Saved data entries
Content starts

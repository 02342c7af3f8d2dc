//! Duration strings such as `"10m"`, `"1h30s"` or `"1.5ms"`.
//!
//! Grammar: an optional `+`, then one or more `<decimal><unit>` pairs with units
//! `ns`, `us` (`µs`, `μs`), `ms`, `s`, `m` and `h`. A bare `"0"` is zero. The
//! result must not exceed `i64::MAX` nanoseconds (about 2562047h).

use std::time::Duration;
use thiserror::Error;

const NANOS_PER_SECOND: u128 = 1_000_000_000;

/// Fraction digits beyond this are ignored
const MAX_FRACTION_DIGITS: usize = 19;

#[derive(Error, Debug, Clone, PartialEq, Eq)]
pub enum IntervalError {
    #[error("empty duration")]
    Empty,

    #[error("invalid duration {0:?}")]
    Invalid(String),

    #[error("missing unit in duration {0:?}")]
    MissingUnit(String),

    #[error("unknown unit {unit:?} in duration {input:?}")]
    UnknownUnit { unit: String, input: String },

    #[error("negative duration {0:?}")]
    Negative(String),

    #[error("duration {0:?} is out of range")]
    Overflow(String),
}

fn unit_nanos(unit: &str) -> Option<u128> {
    Some(match unit {
        "ns" => 1,
        "us" | "\u{b5}s" | "\u{3bc}s" => 1_000,
        "ms" => 1_000_000,
        "s" => NANOS_PER_SECOND,
        "m" => 60 * NANOS_PER_SECOND,
        "h" => 3_600 * NANOS_PER_SECOND,
        _ => return None,
    })
}

/// Split off the leading run of ASCII digits
fn split_digits(s: &str) -> (&str, &str) {
    let len = s.bytes().take_while(u8::is_ascii_digit).count();
    s.split_at(len)
}

/// Parse a duration string.
pub fn parse_interval(input: &str) -> Result<Duration, IntervalError> {
    if input.is_empty() {
        return Err(IntervalError::Empty);
    }

    let (negative, mut rest) = match input.as_bytes()[0] {
        b'-' => (true, &input[1..]),
        b'+' => (false, &input[1..]),
        _ => (false, input),
    };

    if rest == "0" {
        return Ok(Duration::ZERO);
    }
    if rest.is_empty() {
        return Err(IntervalError::Invalid(input.to_string()));
    }

    let overflow = || IntervalError::Overflow(input.to_string());
    let mut total: u128 = 0;

    while !rest.is_empty() {
        let (whole, after) = split_digits(rest);
        let (fraction, after) = match after.strip_prefix('.') {
            Some(after_dot) => split_digits(after_dot),
            None => ("", after),
        };
        if whole.is_empty() && fraction.is_empty() {
            return Err(IntervalError::Invalid(input.to_string()));
        }

        let unit_len = after
            .find(|c: char| c == '.' || c.is_ascii_digit())
            .unwrap_or(after.len());
        let (unit, next) = after.split_at(unit_len);
        if unit.is_empty() {
            return Err(IntervalError::MissingUnit(input.to_string()));
        }
        let scale = unit_nanos(unit).ok_or_else(|| IntervalError::UnknownUnit {
            unit: unit.to_string(),
            input: input.to_string(),
        })?;

        let whole: u128 = if whole.is_empty() {
            0
        } else {
            whole.parse().map_err(|_| overflow())?
        };
        total = whole
            .checked_mul(scale)
            .and_then(|v| total.checked_add(v))
            .ok_or_else(overflow)?;

        let fraction = &fraction[..fraction.len().min(MAX_FRACTION_DIGITS)];
        if !fraction.is_empty() {
            let digits: u128 = fraction.parse().map_err(|_| overflow())?;
            let divisor = 10u128.pow(fraction.len() as u32);
            total = total
                .checked_add(digits * scale / divisor)
                .ok_or_else(overflow)?;
        }

        rest = next;
    }

    if negative && total != 0 {
        return Err(IntervalError::Negative(input.to_string()));
    }
    if total > i64::MAX as u128 {
        return Err(overflow());
    }
    let nanos = u64::try_from(total).map_err(|_| overflow())?;
    Ok(Duration::from_nanos(nanos))
}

Content ends

• _WHAT IS BEING ASKED_: Show every line from the entries above in which the word "Some" appears.

• _ANSWER TO THIS TASK_:
    Some(match unit {
            Some(after_dot) => split_digits(after_dot),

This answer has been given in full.